PROBLEM STATEMENT:
The response has to be every entry, printed word for word.

Stored data:
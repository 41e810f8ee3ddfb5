// Copyright (c) 2025 Erick Bourgeois, firestoned
// SPDX-License-Identifier: MIT

//! Read-only access to the `VirtualService`s a check should inspect.
//!
//! Checks depend on the narrow [`VirtualServiceSource`] capability: "return the
//! current ordered snapshot of in-scope `VirtualService`s". Mesh membership is
//! decided here, never inside a check.
//!
//! # Sources
//!
//! - [`StaticSource`] - a fixed in-memory snapshot (tests, embedding)
//! - [`manifest::ManifestSource`] - multi-document YAML manifests on disk
//! - [`cluster::ClusterSource`] - live listing from the Kubernetes API,
//!   filtered by [`scope::MeshScope`]

pub mod cluster;
pub mod manifest;
pub mod pagination;
pub mod scope;

use crate::crd::VirtualService;
use crate::errors::VetError;
use async_trait::async_trait;

/// Provides the in-scope `VirtualService` snapshot for one check run.
#[async_trait]
pub trait VirtualServiceSource: Send + Sync {
    /// List the in-scope `VirtualService`s in a stable order.
    ///
    /// # Errors
    ///
    /// Returns a [`VetError`] if the snapshot cannot be retrieved.
    async fn list_virtual_services(&self) -> Result<Vec<VirtualService>, VetError>;
}

/// Fixed snapshot returned verbatim on every call.
#[derive(Clone, Debug, Default)]
pub struct StaticSource {
    virtual_services: Vec<VirtualService>,
}

impl StaticSource {
    /// Wrap an already filtered snapshot.
    #[must_use]
    pub fn new(virtual_services: Vec<VirtualService>) -> Self {
        Self { virtual_services }
    }
}

#[async_trait]
impl VirtualServiceSource for StaticSource {
    async fn list_virtual_services(&self) -> Result<Vec<VirtualService>, VetError> {
        Ok(self.virtual_services.clone())
    }
}
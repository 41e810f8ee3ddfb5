// Copyright (c) 2025 Erick Bourgeois, firestoned
// SPDX-License-Identifier: MIT

//! Configuration checks ("vetters") and the registry that runs them.
//!
//! A vetter inspects a snapshot of mesh configuration and returns findings. It
//! never mutates the configuration it reads.
//!
//! # Registration
//!
//! Vetters are registered explicitly: `main` builds a [`VetterRegistry`] once
//! at startup with every collaborator injected. There is no global registry.
//!
//! ```rust
//! use meshvet::crd::{VirtualService, VirtualServiceSpec};
//! use meshvet::finding::ContentHashIdentifier;
//! use meshvet::hostname::ServiceHostNormalizer;
//! use meshvet::source::StaticSource;
//! use meshvet::vetters::{conflicting_vs_host::ConflictingVirtualServiceHost, VetterRegistry};
//! use std::sync::Arc;
//!
//! # async fn example() -> Result<(), meshvet::errors::VetError> {
//! let source = Arc::new(StaticSource::new(Vec::<VirtualService>::new()));
//! let registry = VetterRegistry::new().with(Arc::new(ConflictingVirtualServiceHost::new(
//!     source,
//!     Arc::new(ServiceHostNormalizer::default()),
//!     Arc::new(ContentHashIdentifier),
//! )));
//!
//! let reports = registry.run_all().await?;
//! assert!(reports[0].findings.is_empty());
//! # Ok(())
//! # }
//! ```
//!
//! # Available Vetters
//!
//! - [`conflicting_vs_host::ConflictingVirtualServiceHost`] - hosts defined by
//!   more than one `VirtualService`

pub mod conflicting_vs_host;

use crate::errors::VetError;
use crate::finding::Finding;
use crate::metrics::{record_normalization_error, record_vet_error, record_vet_success};
use async_trait::async_trait;
use serde::{Deserialize, Serialize};
use std::sync::Arc;
use std::time::Instant;
use tracing::{error, info};

/// Identity of a vetter.
#[derive(Clone, Debug, PartialEq, Eq, Serialize, Deserialize)]
pub struct VetterInfo {
    /// Stable vetter identifier
    pub id: String,
    /// Vetter version
    pub version: String,
}

/// A read-only configuration check.
#[async_trait]
pub trait Vetter: Send + Sync {
    /// Identity of this vetter.
    fn info(&self) -> VetterInfo;

    /// Run the check against the current configuration snapshot.
    ///
    /// # Errors
    ///
    /// Returns a [`VetError`] when the snapshot cannot be retrieved or the
    /// check cannot reach a trustworthy result.
    async fn vet(&self) -> Result<Vec<Finding>, VetError>;
}

/// Findings of one vetter run.
#[derive(Clone, Debug, PartialEq, Eq, Serialize, Deserialize)]
pub struct VetterReport {
    /// The vetter that produced the findings
    pub vetter: VetterInfo,
    /// Findings in the order the vetter returned them
    pub findings: Vec<Finding>,
}

/// Ordered list of vetters, built once at startup.
#[derive(Clone, Default)]
pub struct VetterRegistry {
    vetters: Vec<Arc<dyn Vetter>>,
}

impl VetterRegistry {
    /// Create an empty registry.
    #[must_use]
    pub fn new() -> Self {
        Self::default()
    }

    /// Append a vetter, builder style.
    #[must_use]
    pub fn with(mut self, vetter: Arc<dyn Vetter>) -> Self {
        self.register(vetter);
        self
    }

    /// Append a vetter.
    pub fn register(&mut self, vetter: Arc<dyn Vetter>) {
        self.vetters.push(vetter);
    }

    /// Number of registered vetters.
    #[must_use]
    pub fn len(&self) -> usize {
        self.vetters.len()
    }

    /// Whether no vetter is registered.
    #[must_use]
    pub fn is_empty(&self) -> bool {
        self.vetters.is_empty()
    }

    /// Identities of the registered vetters, in registration order.
    #[must_use]
    pub fn infos(&self) -> Vec<VetterInfo> {
        self.vetters.iter().map(|vetter| vetter.info()).collect()
    }

    /// Run every vetter in registration order.
    ///
    /// # Errors
    ///
    /// Stops at the first failing vetter and returns its error.
    pub async fn run_all(&self) -> Result<Vec<VetterReport>, VetError> {
        let mut reports = Vec::with_capacity(self.vetters.len());

        for vetter in &self.vetters {
            let info = vetter.info();
            let start = Instant::now();

            match vetter.vet().await {
                Ok(findings) => {
                    record_vet_success(&info.id, start.elapsed(), &findings);
                    info!(
                        vetter = %info.id,
                        version = %info.version,
                        findings = findings.len(),
                        "Vetter completed"
                    );
                    reports.push(VetterReport {
                        vetter: info,
                        findings,
                    });
                }
                Err(e) => {
                    record_vet_error(&info.id, start.elapsed(), e.category());
                    if matches!(e, VetError::Normalization { .. }) {
                        record_normalization_error(&info.id);
                    }
                    error!(vetter = %info.id, "Vetter failed: {e}");
                    return Err(e);
                }
            }
        }

        Ok(reports)
    }
}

REPLY TO THE EXERCISE:
repository 41e810f8ee3ddfb5
// Copyright (c) 2025 Erick Bourgeois, firestoned
// SPDX-License-Identifier: MIT

//! Read-only access to the `VirtualService`s a check should inspect.
//!
//! Checks depend on the narrow [`VirtualServiceSource`] capability: "return the
//! current ordered snapshot of in-scope `VirtualService`s". Mesh membership is
//! decided here, never inside a check.
//!
//! # Sources
//!
//! - [`StaticSource`] - a fixed in-memory snapshot (tests, embedding)
//! - [`manifest::ManifestSource`] - multi-document YAML manifests on disk
//! - [`cluster::ClusterSource`] - live listing from the Kubernetes API,
//!   filtered by [`scope::MeshScope`]

pub mod cluster;
pub mod manifest;
pub mod pagination;
pub mod scope;

use crate::crd::VirtualService;
use crate::errors::VetError;
use async_trait::async_trait;

/// Provides the in-scope `VirtualService` snapshot for one check run.
#[async_trait]
pub trait VirtualServiceSource: Send + Sync {
    /// List the in-scope `VirtualService`s in a stable order.
    ///
    /// # Errors
    ///
    /// Returns a [`VetError`] if the snapshot cannot be retrieved.
    async fn list_virtual_services(&self) -> Result<Vec<VirtualService>, VetError>;
}

/// Fixed snapshot returned verbatim on every call.
#[derive(Clone, Debug, Default)]
pub struct StaticSource {
    virtual_services: Vec<VirtualService>,
}

impl StaticSource {
    /// Wrap an already filtered snapshot.
    #[must_use]
    pub fn new(virtual_services: Vec<VirtualService>) -> Self {
        Self { virtual_services }
    }
}

#[async_trait]
impl VirtualServiceSource for StaticSource {
    async fn list_virtual_services(&self) -> Result<Vec<VirtualService>, VetError> {
        Ok(self.virtual_services.clone())
    }
}
repository 41e810f8ee3ddfb5
// Copyright (c) 2025 Erick Bourgeois, firestoned
// SPDX-License-Identifier: MIT

//! Configuration checks ("vetters") and the registry that runs them.
//!
//! A vetter inspects a snapshot of mesh configuration and returns findings. It
//! never mutates the configuration it reads.
//!
//! # Registration
//!
//! Vetters are registered explicitly: `main` builds a [`VetterRegistry`] once
//! at startup with every collaborator injected. There is no global registry.
//!
//! ```rust
//! use meshvet::crd::{VirtualService, VirtualServiceSpec};
//! use meshvet::finding::ContentHashIdentifier;
//! use meshvet::hostname::ServiceHostNormalizer;
//! use meshvet::source::StaticSource;
//! use meshvet::vetters::{conflicting_vs_host::ConflictingVirtualServiceHost, VetterRegistry};
//! use std::sync::Arc;
//!
//! # async fn example() -> Result<(), meshvet::errors::VetError> {
//! let source = Arc::new(StaticSource::new(Vec::<VirtualService>::new()));
//! let registry = VetterRegistry::new().with(Arc::new(ConflictingVirtualServiceHost::new(
//!     source,
//!     Arc::new(ServiceHostNormalizer::default()),
//!     Arc::new(ContentHashIdentifier),
//! )));
//!
//! let reports = registry.run_all().await?;
//! assert!(reports[0].findings.is_empty());
//! # Ok(())
//! # }
//! ```
//!
//! # Available Vetters
//!
//! - [`conflicting_vs_host::ConflictingVirtualServiceHost`] - hosts defined by
//!   more than one `VirtualService`

pub mod conflicting_vs_host;

use crate::errors::VetError;
use crate::finding::Finding;
use crate::metrics::{record_normalization_error, record_vet_error, record_vet_success};
use async_trait::async_trait;
use serde::{Deserialize, Serialize};
use std::sync::Arc;
use std::time::Instant;
use tracing::{error, info};

/// Identity of a vetter.
#[derive(Clone, Debug, PartialEq, Eq, Serialize, Deserialize)]
pub struct VetterInfo {
    /// Stable vetter identifier
    pub id: String,
    /// Vetter version
    pub version: String,
}

/// A read-only configuration check.
#[async_trait]
pub trait Vetter: Send + Sync {
    /// Identity of this vetter.
    fn info(&self) -> VetterInfo;

    /// Run the check against the current configuration snapshot.
    ///
    /// # Errors
    ///
    /// Returns a [`VetError`] when the snapshot cannot be retrieved or the
    /// check cannot reach a trustworthy result.
    async fn vet(&self) -> Result<Vec<Finding>, VetError>;
}

/// Findings of one vetter run.
#[derive(Clone, Debug, PartialEq, Eq, Serialize, Deserialize)]
pub struct VetterReport {
    /// The vetter that produced the findings
    pub vetter: VetterInfo,
    /// Findings in the order the vetter returned them
    pub findings: Vec<Finding>,
}

/// Ordered list of vetters, built once at startup.
#[derive(Clone, Default)]
pub struct VetterRegistry {
    vetters: Vec<Arc<dyn Vetter>>,
}

impl VetterRegistry {
    /// Create an empty registry.
    #[must_use]
    pub fn new() -> Self {
        Self::default()
    }

    /// Append a vetter, builder style.
    #[must_use]
    pub fn with(mut self, vetter: Arc<dyn Vetter>) -> Self {
        self.register(vetter);
        self
    }

    /// Append a vetter.
    pub fn register(&mut self, vetter: Arc<dyn Vetter>) {
        self.vetters.push(vetter);
    }

    /// Number of registered vetters.
    #[must_use]
    pub fn len(&self) -> usize {
        self.vetters.len()
    }

    /// Whether no vetter is registered.
    #[must_use]
    pub fn is_empty(&self) -> bool {
        self.vetters.is_empty()
    }

    /// Identities of the registered vetters, in registration order.
    #[must_use]
    pub fn infos(&self) -> Vec<VetterInfo> {
        self.vetters.iter().map(|vetter| vetter.info()).collect()
    }

    /// Run every vetter in registration order.
    ///
    /// # Errors
    ///
    /// Stops at the first failing vetter and returns its error.
    pub async fn run_all(&self) -> Result<Vec<VetterReport>, VetError> {
        let mut reports = Vec::with_capacity(self.vetters.len());

        for vetter in &self.vetters {
            let info = vetter.info();
            let start = Instant::now();

            match vetter.vet().await {
                Ok(findings) => {
                    record_vet_success(&info.id, start.elapsed(), &findings);
                    info!(
                        vetter = %info.id,
                        version = %info.version,
                        findings = findings.len(),
                        "Vetter completed"
                    );
                    reports.push(VetterReport {
                        vetter: info,
                        findings,
                    });
                }
                Err(e) => {
                    record_vet_error(&info.id, start.elapsed(), e.category());
                    if matches!(e, VetError::Normalization { .. }) {
                        record_normalization_error(&info.id);
                    }
                    error!(vetter = %info.id, "Vetter failed: {e}");
                    return Err(e);
                }
            }
        }

        Ok(reports)
    }
}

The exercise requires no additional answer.